Who Do You Pledge Allegiance To?

Across our nation on every week day morning children begin their school day by standing and pledging allegiance to the American flag.  It’s one of those things that I never gave much thought to as I said it on all those mornings throughout my childhood.  But after many of years of not saying the pledge I found myself in a school setting again as a pastor and saying the pledge struck me as rather awkward.  I mean, pledging allegiance to a flag?  Wouldn’t it make more sense to pledge allegiance to a nation or a person rather than an inanimate object such as a flag? Nonetheless, it was a reminder of the sort of quasi-divine value we give to various objects, whether flags or crosses.

I begin with this reference to the Pledge of Allegiance because earlier in the week I was reading an article on faith development for the graduate class I am currently in on religion and human development.  In this article author James Fowler explains that there is large difference between the modern understanding of belief and the pre-modern understanding of belief. For example, pre-moderns simply took the existence of god or gods for granted and therefore belief was originally understood as that to which one pledged allegiance to.  In the modern era (16th century and onwards) belief has come to mean something different because the existence of god or gods is no longer a given due to scientific advances and secularism.  Thus, the understanding of ‘belief’ went from being that which one pledged allegiance to and aligned themselves with to a proposition that one assented to being true among many other things.  As one religionist put it regarding a modern approach to a person’s religious belief, “the idea of God is part of the furniture of his mind.”
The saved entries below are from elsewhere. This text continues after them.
//! Storefront configuration loaded from environment variables.
//!
//! # Environment Variables
//!
//! All optional, with defaults:
//! - `STOREFRONT_HOST` - Bind address (default: 127.0.0.1)
//! - `STOREFRONT_PORT` - Port number (default: 3000)
//! - `SHAPESHIFT_API_BASE_URL` - Catalog API base URL including the version
//!   prefix (default: `http://localhost:5023/api/v1`)
//! - `SHAPESHIFT_API_TIMEOUT_SECS` - Upstream request timeout (default: 30)
//! - `STOREFRONT_DATA_DIR` - Directory for persisted cart, addresses and
//!   token (default: .shapeshift)
//! - `STOREFRONT_CATALOG_SOURCE` - `remote` to serve the catalog API's
//!   products, `local` for the locally administered catalog (default: remote)
//! - `CHECKOUT_STORE_NAME` - Store name in the order message header
//! - `CHECKOUT_ENDPOINT` - Chat deep-link base (default: <https://wa.me>)
//! - `CHECKOUT_PHONE` - Store phone, international format, digits only
//! - `SENTRY_DSN` - Sentry DSN for error tracking

use std::net::{IpAddr, SocketAddr};
use std::path::PathBuf;
use std::time::Duration;

use thiserror::Error;
use url::Url;

use crate::api::{ApiConfig, DEFAULT_BASE_URL};
use crate::checkout::{CheckoutSettings, DEFAULT_ENDPOINT, DEFAULT_PHONE, DEFAULT_STORE_NAME};

/// Default directory for locally persisted state.
pub const DEFAULT_DATA_DIR: &str = ".shapeshift";

/// Configuration errors.
#[derive(Debug, Error)]
pub enum ConfigError {
    #[error("Invalid environment variable {0}: {1}")]
    InvalidEnvVar(String, String),
}

/// Where the storefront's products and categories come from.
#[derive(Debug, Clone, Copy, PartialEq, Eq, Default)]
pub enum CatalogSource {
    /// Fetched from the catalog API and refreshed on demand.
    #[default]
    Remote,
    /// Persisted in the data directory and seeded with the built-in catalog.
    Local,
}

impl std::str::FromStr for CatalogSource {
    type Err = String;

    fn from_str(s: &str) -> Result<Self, Self::Err> {
        match s.trim().to_ascii_lowercase().as_str() {
            "remote" => Ok(Self::Remote),
            "local" => Ok(Self::Local),
            other => Err(format!("expected 'remote' or 'local', got '{other}'")),
        }
    }
}

/// Storefront application configuration.
#[derive(Debug, Clone)]
pub struct StorefrontConfig {
    /// Server bind address
    pub host: IpAddr,
    /// Server port
    pub port: u16,
    /// Upstream catalog API
    pub api: ApiConfig,
    /// Where cart, addresses and the auth token are persisted
    pub data_dir: PathBuf,
    /// Catalog backing
    pub catalog_source: CatalogSource,
    /// Order handoff settings
    pub checkout: CheckoutSettings,
    /// Sentry DSN for error tracking (optional)
    pub sentry_dsn: Option<String>,
}

impl StorefrontConfig {
    /// Load configuration from environment variables.
    ///
    /// # Errors
    ///
    /// Returns `ConfigError` if a variable is set to an invalid value.
    pub fn from_env() -> Result<Self, ConfigError> {
        let _ = dotenvy::dotenv();

        let host = get_env_or_default("STOREFRONT_HOST", "127.0.0.1")
            .parse::<IpAddr>()
            .map_err(|e| {
                ConfigError::InvalidEnvVar("STOREFRONT_HOST".to_string(), e.to_string())
            })?;
        let port = get_env_or_default("STOREFRONT_PORT", "3000")
            .parse::<u16>()
            .map_err(|e| {
                ConfigError::InvalidEnvVar("STOREFRONT_PORT".to_string(), e.to_string())
            })?;

        let api = ApiConfig::from_env()?;
        let checkout = checkout_from_env()?;
        let data_dir = PathBuf::from(get_env_or_default("STOREFRONT_DATA_DIR", DEFAULT_DATA_DIR));
        let catalog_source = get_env_or_default("STOREFRONT_CATALOG_SOURCE", "remote")
            .parse::<CatalogSource>()
            .map_err(|e| ConfigError::InvalidEnvVar("STOREFRONT_CATALOG_SOURCE".to_string(), e))?;
        let sentry_dsn = get_optional_env("SENTRY_DSN");

        Ok(Self {
            host,
            port,
            api,
            data_dir,
            catalog_source,
            checkout,
            sentry_dsn,
        })
    }

    /// Returns the socket address for binding the server.
    #[must_use]
    pub const fn socket_addr(&self) -> SocketAddr {
        SocketAddr::new(self.host, self.port)
    }
}

impl ApiConfig {
    /// Load upstream API settings from environment variables.
    ///
    /// # Errors
    ///
    /// Returns `ConfigError` if the base URL or timeout does not parse.
    pub fn from_env() -> Result<Self, ConfigError> {
        let base_url = parse_base_url(&get_env_or_default(
            "SHAPESHIFT_API_BASE_URL",
            DEFAULT_BASE_URL,
        ))?;
        let timeout = get_env_or_default("SHAPESHIFT_API_TIMEOUT_SECS", "30")
            .parse::<u64>()
            .map_err(|e| {
                ConfigError::InvalidEnvVar(
                    "SHAPESHIFT_API_TIMEOUT_SECS".to_string(),
                    e.to_string(),
                )
            })?;

        Ok(Self {
            base_url,
            timeout: Duration::from_secs(timeout),
        })
    }
}

fn checkout_from_env() -> Result<CheckoutSettings, ConfigError> {
    let endpoint = get_env_or_default("CHECKOUT_ENDPOINT", DEFAULT_ENDPOINT);
    Url::parse(&endpoint).map_err(|e| {
        ConfigError::InvalidEnvVar("CHECKOUT_ENDPOINT".to_string(), e.to_string())
    })?;

    let phone = get_env_or_default("CHECKOUT_PHONE", DEFAULT_PHONE);
    validate_phone(&phone, "CHECKOUT_PHONE")?;

    Ok(CheckoutSettings {
        store_name: get_env_or_default("CHECKOUT_STORE_NAME", DEFAULT_STORE_NAME),
        endpoint: endpoint.trim_end_matches('/').to_owned(),
        phone,
        ..CheckoutSettings::default()
    })
}

// =============================================================================
// Helper Functions
// =============================================================================

/// Get an optional environment variable. Empty values count as unset.
fn get_optional_env(key: &str) -> Option<String> {
    std::env::var(key).ok().filter(|v| !v.trim().is_empty())
}

/// Get an environment variable with a default value.
fn get_env_or_default(key: &str, default: &str) -> String {
    get_optional_env(key).unwrap_or_else(|| default.to_string())
}

/// Parse an API base URL. Only http(s) is accepted.
fn parse_base_url(value: &str) -> Result<Url, ConfigError> {
    let invalid = |reason: String| {
        ConfigError::InvalidEnvVar("SHAPESHIFT_API_BASE_URL".to_string(), reason)
    };
    let url = Url::parse(value).map_err(|e| invalid(e.to_string()))?;
    if !matches!(url.scheme(), "http" | "https") {
        return Err(invalid(format!("unsupported scheme '{}'", url.scheme())));
    }
    Ok(url)
}

/// The deep link takes the number verbatim in its path.
fn validate_phone(phone: &str, var_name: &str) -> Result<(), ConfigError> {
    if phone.is_empty() || !phone.chars().all(|c| c.is_ascii_digit()) {
        return Err(ConfigError::InvalidEnvVar(
            var_name.to_string(),
            "must contain digits only, country code first (e.g. 918975944936)".to_string(),
        ));
    }
    Ok(())
}

#[cfg(test)]
#[allow(clippy::unwrap_used)]
mod tests {
    use super::*;

    #[test]
    fn test_validate_phone_digits_only() {
        assert!(validate_phone("918975944936", "TEST_PHONE").is_ok());
    }

    #[test]
    fn test_validate_phone_rejects_formatting() {
        for bad in ["+91 89759 44936", "91-8975944936", ""] {
            let err = validate_phone(bad, "TEST_PHONE").unwrap_err();
            assert!(matches!(err, ConfigError::InvalidEnvVar(ref var, _) if var == "TEST_PHONE"));
        }
    }

    #[test]
    fn test_parse_base_url() {
        let url = parse_base_url(DEFAULT_BASE_URL).unwrap();
        assert_eq!(url.host_str(), Some("localhost"));
        assert_eq!(url.port(), Some(5023));

        assert!(parse_base_url("not a url").is_err());
        assert!(parse_base_url("ftp://example.com/api").is_err());
    }

    #[test]
    fn test_catalog_source_parse() {
        assert_eq!("remote".parse::<CatalogSource>(), Ok(CatalogSource::Remote));
        assert_eq!(" Local ".parse::<CatalogSource>(), Ok(CatalogSource::Local));
        assert!("sqlite".parse::<CatalogSource>().is_err());
    }

    #[test]
    fn test_socket_addr() {
        let config = StorefrontConfig {
            host: "127.0.0.1".parse().unwrap(),
            port: 3000,
            api: ApiConfig::new(Url::parse(DEFAULT_BASE_URL).unwrap()),
            data_dir: PathBuf::from(DEFAULT_DATA_DIR),
            catalog_source: CatalogSource::Remote,
            checkout: CheckoutSettings::default(),
            sentry_dsn: None,
        };

        let addr = config.socket_addr();
        assert_eq!(addr.ip().to_string(), "127.0.0.1");
        assert_eq!(addr.port(), 3000);
    }
}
It’s a fascinating distinction, isn’t it?  Belief in the pre-modern era was a sort of holistic thing as it meant what you had given allegiance to, what you had set your heart upon.  In the modern world it’s compartmentalized and propositional.  Therefore, it leaves room for us to pledge our allegiances elsewhere, doesn’t it?  Faith and belief are seen and understood as a sort of category next to many other such categories such as politics or sports.  I wonder if this is why Americans are so incredibly passionate about the latter two while only being nominally or superficially religious or spiritual.  They can claim belief in the Christian God or a god while giving themselves over to a political party or team and not see any contradiction of sorts.  Is this also why we can pledge allegiance to a flag without sensing an inherent contradiction between doing so and our faith?

In my last post I noted how we’ve lost sight of orthopraxy and I am inclined to believe (no pun intended) that how we have come to understand belief in the modern world is a large factor.  We can neatly categorize things, organize them, and arrange them in a certain way like furniture.  What we so often fail to realize is that belief is not as easily categorized and will spill over into those other areas of our lives.  In fact, how we live ends up revealing our allegiances in more ways than I think we might realize.  It seems that the ancients had a way better grasp of this than we moderns have had.